Flood was born in Portsmouth, Hampshire but lived for most of his life in Farnham, Surrey, where he regularly appeared on stage at the Castle Theatre. He first came to national prominence whist starring alongside Patrick Allen and Sam Kydd in the Morocco-based police series, Crane, which ran from 1963 to 1965 on ITV. In this he played the character Colonel Sharif Mahmoud. 

Flood also appeared in a number of television and film roles over the years. These included the ITC series The Champions and Randall & Hopkirk (Deceased), The Rat Catchers,  Tom Brown's Schooldays and was also in Bachelor Father. His film credits included Smokescreen (1964), Patton (1970), and Frightmare (1974).

Gerald Flood died from a heart attack aged 61. Toby Flood, the English international rugby union player, is Flood's grandson.



Aimée Delamain (died 1999 aged 93) would have been 111 - credited as Doña Arana in The Two Doctors

Actress who appeared in The Two Doctors


 Deaths
David Myerscough-Jones (died 2010 aged 75) - 3 credits, including Designer for The Ambassadors of Death

David Myerscough-Jones was Designer for three stories in the classic series. He first worked on the 1968 second Doctor story The Web of Fear. Set in a London tube station, the BBC refused to pay the high fee demanded to film in the actual location so Myerscough-Jones was given the task of replicating the London Underground system in a television studio.
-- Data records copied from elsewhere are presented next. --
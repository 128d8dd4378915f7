/*!
 * Local Filesystem Backend
 * Wraps std::fs for host filesystem access
 */

use std::fs;
use std::os::unix::fs::{FileExt, PermissionsExt};
use std::path::{Component, Path, PathBuf};
use std::sync::Arc;

use super::traits::{FileObject, FileSystem};
use super::types::*;

/// Local filesystem implementation using std::fs, confined to `root`
#[derive(Debug, Clone)]
pub struct LocalFS {
    root: PathBuf,
    readonly: bool,
}

impl LocalFS {
    /// Create new local filesystem rooted at specified path
    pub fn new<P: Into<PathBuf>>(root: P) -> Self {
        Self {
            root: root.into(),
            readonly: false,
        }
    }

    /// Create read-only local filesystem
    pub fn readonly<P: Into<PathBuf>>(root: P) -> Self {
        Self {
            root: root.into(),
            readonly: true,
        }
    }

    /// Resolve path relative to root
    ///
    /// `..` never climbs above the root; `.` and prefixes are dropped.
    fn resolve_path(&self, path: &Path) -> PathBuf {
        let mut components = Vec::with_capacity(8);

        for component in path.components() {
            match component {
                Component::Normal(name) => components.push(name),
                Component::ParentDir => {
                    components.pop();
                }
                _ => {}
            }
        }

        let mut result = self.root.clone();
        for component in components {
            result.push(component);
        }
        result
    }

    /// Map std I/O errors to VFS errors
    fn io_error(e: std::io::Error, context: impl Into<String>) -> VfsError {
        use std::io::ErrorKind;
        match e.kind() {
            ErrorKind::NotFound => VfsError::NotFound(context.into()),
            ErrorKind::PermissionDenied => VfsError::PermissionDenied(context.into()),
            ErrorKind::AlreadyExists => VfsError::AlreadyExists(context.into()),
            _ => VfsError::IoError(format!("{}: {}", context.into(), e)),
        }
    }
}

impl FileSystem for LocalFS {
    fn resolve(
        &self,
        path: &Path,
        flags: OpenFlags,
        mode: OpenMode,
    ) -> VfsResult<Arc<dyn FileObject>> {
        if (flags.is_writable() || flags.create || flags.truncate) && self.readonly {
            return Err(VfsError::ReadOnly);
        }

        let full_path = self.resolve_path(path);
        if full_path.is_dir() {
            return Err(VfsError::IsADirectory(path.display().to_string()));
        }
        let existed = full_path.exists();

        let mut options = fs::OpenOptions::new();
        options.read(flags.is_readable());
        options.write(flags.is_writable());
        options.truncate(flags.truncate && flags.is_writable());

        if flags.exclusive {
            options.create_new(true);
        } else {
            options.create(flags.create);
        }
        // std refuses create without write; the creating open needs a writable handle
        if flags.create && !flags.is_writable() && !existed {
            options.write(true);
        }

        let file = options
            .open(&full_path)
            .map_err(|e| Self::io_error(e, format!("open {}", path.display())))?;

        if flags.create && !existed {
            let perms = fs::Permissions::from_mode(mode.permissions.mode);
            fs::set_permissions(&full_path, perms)
                .map_err(|e| Self::io_error(e, format!("chmod {}", path.display())))?;
        }

        Ok(Arc::new(LocalFile { file }))
    }

    fn name(&self) -> &str {
        "local"
    }

    fn readonly(&self) -> bool {
        self.readonly
    }
}

/// Local file object
struct LocalFile {
    file: fs::File,
}

impl FileObject for LocalFile {
    fn read_at(&self, offset: u64, buf: &mut [u8]) -> VfsResult<Transfer> {
        let n = FileExt::read_at(&self.file, buf, offset)
            .map_err(|e| LocalFS::io_error(e, "read"))?;
        Ok(Transfer::new(n, offset + n as u64))
    }

    fn write_at(&self, offset: u64, buf: &[u8], append: bool) -> VfsResult<Transfer> {
        let position = if append { self.size()? } else { offset };
        let n = FileExt::write_at(&self.file, buf, position)
            .map_err(|e| LocalFS::io_error(e, "write"))?;
        Ok(Transfer::new(n, position + n as u64))
    }

    fn size(&self) -> VfsResult<u64> {
        self.file
            .metadata()
            .map(|m| m.len())
            .map_err(|e| LocalFS::io_error(e, "metadata"))
    }
}
/*!
 * File Operations Implementation
 * Path resolution and whole-file helpers
 */

use dashmap::mapref::entry::Entry;
use std::path::Path;
use std::sync::Arc;

use super::super::traits::FileObject;
use super::super::types::*;
use super::file_handle::MemFile;
use super::node::Node;
use super::MemFS;

impl MemFS {
    pub(super) fn resolve_impl(
        &self,
        path: &Path,
        flags: OpenFlags,
        mode: OpenMode,
    ) -> VfsResult<Arc<dyn FileObject>> {
        let path = self.normalize(path);
        self.check_name_lengths(&path)?;

        let (node, created) = if flags.create {
            // Parent lookup must happen before the entry lock on `path`
            self.ensure_parent(&path)?;
            match self.nodes.entry(path.clone()) {
                Entry::Occupied(entry) => {
                    if flags.exclusive {
                        return Err(VfsError::AlreadyExists(path.display().to_string()));
                    }
                    (entry.get().clone(), false)
                }
                Entry::Vacant(entry) => {
                    let node = Node::file(Vec::new(), mode.permissions);
                    entry.insert(node.clone());
                    (node, true)
                }
            }
        } else {
            let node = self
                .nodes
                .get(&path)
                .map(|n| n.value().clone())
                .ok_or_else(|| VfsError::NotFound(path.display().to_string()))?;
            (node, false)
        };

        let data = match node {
            Node::Directory { .. } => {
                return Err(VfsError::IsADirectory(path.display().to_string()));
            }
            Node::File {
                data, permissions, ..
            } => {
                // The creating open is granted whatever mode it asked for
                if !created {
                    if flags.is_readable() && !permissions.is_readable() {
                        return Err(VfsError::PermissionDenied(format!(
                            "file is not readable: {}",
                            path.display()
                        )));
                    }
                    if flags.is_writable() && permissions.is_readonly() {
                        return Err(VfsError::PermissionDenied(format!(
                            "file is readonly: {}",
                            path.display()
                        )));
                    }
                }
                data
            }
        };

        if flags.truncate && flags.is_writable() {
            let mut contents = data.write();
            self.release_space(contents.len());
            contents.clear();
        }

        Ok(Arc::new(MemFile::new(self.clone(), data)))
    }

    /// Write entire file contents (create or overwrite)
    pub fn write_file(&self, path: &Path, contents: &[u8]) -> VfsResult<()> {
        let path = self.normalize(path);
        self.check_name_lengths(&path)?;
        self.ensure_parent(&path)?;

        let existing = self.nodes.get(&path).map(|n| n.value().clone());
        match existing {
            Some(Node::Directory { .. }) => {
                Err(VfsError::IsADirectory(path.display().to_string()))
            }
            Some(Node::File { data, .. }) => {
                let mut data = data.write();
                if contents.len() > data.len() {
                    self.check_and_reserve_space(contents.len() - data.len())?;
                } else {
                    self.release_space(data.len() - contents.len());
                }
                data.clear();
                data.extend_from_slice(contents);
                Ok(())
            }
            None => {
                self.check_and_reserve_space(contents.len())?;
                self.nodes
                    .insert(path, Node::file(contents.to_vec(), Permissions::readwrite()));
                Ok(())
            }
        }
    }

    /// Read entire file contents
    pub fn read_file(&self, path: &Path) -> VfsResult<Vec<u8>> {
        let path = self.normalize(path);

        match self.nodes.get(&path).map(|n| n.value().clone()) {
            Some(Node::File { data, .. }) => Ok(data.read().clone()),
            Some(Node::Directory { .. }) => {
                Err(VfsError::IsADirectory(path.display().to_string()))
            }
            None => Err(VfsError::NotFound(path.display().to_string())),
        }
    }

    /// Get permissions of a file or directory
    pub fn permissions(&self, path: &Path) -> VfsResult<Permissions> {
        let path = self.normalize(path);
        self.nodes
            .get(&path)
            .map(|n| n.permissions())
            .ok_or_else(|| VfsError::NotFound(path.display().to_string()))
    }

    /// Set file permissions
    pub fn set_permissions(&self, path: &Path, perms: Permissions) -> VfsResult<()> {
        let path = self.normalize(path);

        let mut node = self
            .nodes
            .get_mut(&path)
            .ok_or_else(|| VfsError::NotFound(path.display().to_string()))?;

        match node.value_mut() {
            Node::File { permissions, .. } | Node::Directory { permissions, .. } => {
                *permissions = perms;
            }
        }
        Ok(())
    }
}
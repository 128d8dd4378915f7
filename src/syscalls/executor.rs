/*!
 * Syscall Executor
 * Dispatches descriptor syscalls on behalf of a calling process
 */

use std::sync::Arc;
use tracing::{error, warn};

use super::types::{Syscall, SyscallResult};
use crate::config::KernelConfig;
use crate::core::limits::{MAX_READ_LEN, PATH_MAX};
use crate::core::{Fd, FsError, FsResult};
use crate::fd::OpenFilePool;
use crate::monitoring::SyscallSpan;
use crate::process::Process;
use crate::vfs::FileSystem;

/// Syscall front end
///
/// Holds only what every process shares: the path resolver, the system
/// open file pool and the path limit. Per-process state arrives with each
/// call as the caller's descriptor table.
#[derive(Clone)]
pub struct SyscallExecutor {
    pub(super) vfs: Arc<dyn FileSystem>,
    pub(super) pool: OpenFilePool,
    pub(super) path_max: usize,
}

impl SyscallExecutor {
    pub fn new(vfs: Arc<dyn FileSystem>, pool: OpenFilePool) -> Self {
        Self {
            vfs,
            pool,
            path_max: PATH_MAX,
        }
    }

    pub fn from_config(vfs: Arc<dyn FileSystem>, config: &KernelConfig) -> Self {
        Self {
            vfs,
            pool: OpenFilePool::new(config.system_max_open_files),
            path_max: config.path_max,
        }
    }

    /// Override the longest accepted path
    #[must_use]
    pub fn with_path_max(mut self, path_max: usize) -> Self {
        self.path_max = path_max;
        self
    }

    /// Pool shared by every OpenFile this executor creates
    pub fn pool(&self) -> &OpenFilePool {
        &self.pool
    }

    /// Execute a syscall for `process`
    pub fn execute(&self, process: &Process, syscall: Syscall) -> SyscallResult {
        let span = SyscallSpan::new(syscall.name(), process.pid());
        let _entered = span.enter();

        let result = self.dispatch(process, syscall);
        match &result {
            SyscallResult::Success { value, .. } => span.record_return(*value),
            SyscallResult::Error { errno, error: err } => {
                span.record_error(*errno, &err.to_string());
                match err {
                    FsError::IoError(_) => {
                        error!(pid = process.pid(), errno, error = %err, "syscall I/O failure")
                    }
                    _ => warn!(pid = process.pid(), errno, error = %err, "syscall rejected"),
                }
            }
        }
        result
    }

    fn dispatch(&self, process: &Process, syscall: Syscall) -> SyscallResult {
        let table = process.files();
        let outcome = match syscall {
            Syscall::Open { path, flags, mode } => self
                .open(table, &path, flags, mode)
                .map(|fd| SyscallResult::success(u64::from(fd))),
            Syscall::Read { fd, len } => self.read_to_vec(process, fd, len),
            Syscall::Write { fd, data } => self
                .write(table, fd, &data)
                .map(|n| SyscallResult::success(n as u64)),
            Syscall::Close { fd } => self.close(table, fd).map(|()| SyscallResult::success(0)),
            Syscall::Lseek { fd, offset, whence } => self
                .lseek(table, fd, offset, whence)
                .map(SyscallResult::success),
        };
        outcome.unwrap_or_else(SyscallResult::from)
    }

    /// Read into a kernel buffer of at most `MAX_READ_LEN` bytes
    ///
    /// The descriptor and its mode are checked before anything is allocated.
    fn read_to_vec(&self, process: &Process, fd: Fd, len: usize) -> FsResult<SyscallResult> {
        let table = process.files();
        let pinned = table.get(fd)?;
        pinned.check_readable()?;

        let len = len.min(MAX_READ_LEN);
        let mut buf = Vec::new();
        buf.try_reserve_exact(len).map_err(|_| FsError::OutOfMemory)?;
        buf.resize(len, 0);

        let result = pinned.read(&mut buf);
        table.release(pinned);
        buf.truncate(result?);
        Ok(SyscallResult::success_with_data(buf))
    }
}
/*!
 * Core Module
 * Fundamental kernel types, limits and error handling
 */

pub mod errors;
pub mod limits;
pub mod types;

// Re-export for convenience
pub use errors::*;
pub use types::*;
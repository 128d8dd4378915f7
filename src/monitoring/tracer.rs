/*!
 * Syscall Tracing
 * Structured tracing for descriptor syscalls using the tracing crate
 *
 * Features:
 * - Trace ID per syscall for log correlation
 * - JSON-formatted logs when KERNEL_TRACE_JSON is set
 * - Duration recorded when the span closes
 */

use std::time::Instant;
use tracing::{debug, info, span, warn, Level, Span};
use tracing_subscriber::{
    fmt::format::FmtSpan,
    layer::SubscriberExt,
    util::SubscriberInitExt,
    EnvFilter,
};
use uuid::Uuid;

use crate::core::Pid;

/// Syscalls slower than this are logged at warn level
const SLOW_SYSCALL_MS: u128 = 10;

/// Initialize structured tracing
///
/// Environment variables:
/// - RUST_LOG: Set log level (default: info)
/// - KERNEL_TRACE_JSON: Enable JSON output (default: false)
///
/// Calling this twice is harmless; the second subscriber is discarded.
pub fn init_tracing() {
    let env_filter = EnvFilter::try_from_default_env().unwrap_or_else(|_| EnvFilter::new("info"));

    let use_json = std::env::var("KERNEL_TRACE_JSON")
        .map(|v| v == "1" || v == "true")
        .unwrap_or(false);

    let registry = tracing_subscriber::registry().with(env_filter);

    let installed = if use_json {
        registry
            .with(
                tracing_subscriber::fmt::layer()
                    .json()
                    .with_target(true)
                    .with_thread_ids(true)
                    .with_current_span(true)
                    .with_span_list(true)
                    .with_span_events(FmtSpan::CLOSE),
            )
            .try_init()
    } else {
        registry
            .with(
                tracing_subscriber::fmt::layer()
                    .with_target(true)
                    .with_thread_ids(true)
                    .with_span_events(FmtSpan::CLOSE)
                    .compact(),
            )
            .try_init()
    };

    if installed.is_ok() {
        info!(json = use_json, "structured tracing initialized");
    }
}

/// Generate a unique trace ID for request correlation
pub fn generate_trace_id() -> String {
    Uuid::new_v4().to_string()
}

/// Span covering one syscall from dispatch to return
pub struct SyscallSpan {
    span: Span,
    start: Instant,
    syscall: &'static str,
    trace_id: String,
}

impl SyscallSpan {
    pub fn new(syscall: &'static str, pid: Pid) -> Self {
        let trace_id = generate_trace_id();

        let span = span!(
            Level::DEBUG,
            "syscall",
            trace_id = %trace_id,
            syscall,
            pid,
            duration_us = tracing::field::Empty,
            result = tracing::field::Empty,
            errno = tracing::field::Empty,
            return_value = tracing::field::Empty,
        );

        Self {
            span,
            start: Instant::now(),
            syscall,
            trace_id,
        }
    }

    pub fn trace_id(&self) -> &str {
        &self.trace_id
    }

    /// Record a successful return value
    pub fn record_return(&self, value: u64) {
        self.span.record("result", "success");
        self.span.record("return_value", value);
    }

    /// Record a failure and its errno
    pub fn record_error(&self, errno: i32, error: &str) {
        self.span.record("result", "error");
        self.span.record("errno", errno);
        debug!(parent: &self.span, syscall = self.syscall, errno, error, "syscall failed");
    }

    /// Enter the span context
    pub fn enter(&self) -> tracing::span::Entered<'_> {
        self.span.enter()
    }
}

impl Drop for SyscallSpan {
    fn drop(&mut self) {
        let duration = self.start.elapsed();
        self.span.record("duration_us", duration.as_micros() as u64);

        if duration.as_millis() > SLOW_SYSCALL_MS {
            warn!(
                parent: &self.span,
                trace_id = %self.trace_id,
                syscall = self.syscall,
                duration_ms = duration.as_millis() as u64,
                slow = true,
                "slow syscall detected"
            );
        }
    }
}
/*!
 * Directory Operations Implementation
 */

use std::path::{Path, PathBuf};

use super::super::types::*;
use super::node::Node;
use super::MemFS;

impl MemFS {
    /// Create directory (including parents)
    pub fn create_dir(&self, path: &Path) -> VfsResult<()> {
        let path = self.normalize(path);
        self.check_name_lengths(&path)?;

        let mut current = PathBuf::from("/");
        for component in path.components().skip(1) {
            current.push(component);

            if let Some(node) = self.nodes.get(&current) {
                if !node.is_dir() {
                    return Err(VfsError::NotADirectory(current.display().to_string()));
                }
                continue;
            }

            self.nodes
                .entry(current.clone())
                .or_insert_with(|| Node::directory(Permissions::new(0o755)));
        }

        Ok(())
    }

    /// Check if file/directory exists
    pub fn exists(&self, path: &Path) -> bool {
        let path = self.normalize(path);
        self.nodes.contains_key(&path)
    }
}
He achieved this so admirably, with a replica so lifelike, that the BBC received a letter of complaint from London Underground alleging that filming had taken place on their property without permission.

In 1970 he returned to the series working on the third Doctor story The Ambassadors of Death and two years later he worked on Day of the Daleks were he was responsible for designing rooms in a stately home as wall a a futuristic control centre.

Outside of Doctor Who, Myerscough-Jones has a long successful career. His most notable achievement was designing the sets for a television version of Britten’s opera Peter Grimes.



Terry Walsh (died 2002 aged 62) - 36 credits, including Fight Arranger for The Time Warrior

Terry Walsh  was a British actor stuntman, stunt arranger and fight arranger best know for hos work on Doctor Who during the 60's and 70's where he stunt-doubled for Jon Pertwee and Tom Baker.

Walsh was also the stunt co-ordinator for Robin of Sherwood, devising three swordfighting sequences which subsequently became standard movements on television and film. The moves were known as Robin Hood 1, 2 and 3.

His other credits include The Sandbaggers, Tales of the Unexpected, Z-Cars, Space: 1999, Dixon of Dock Green and Softly, Softly.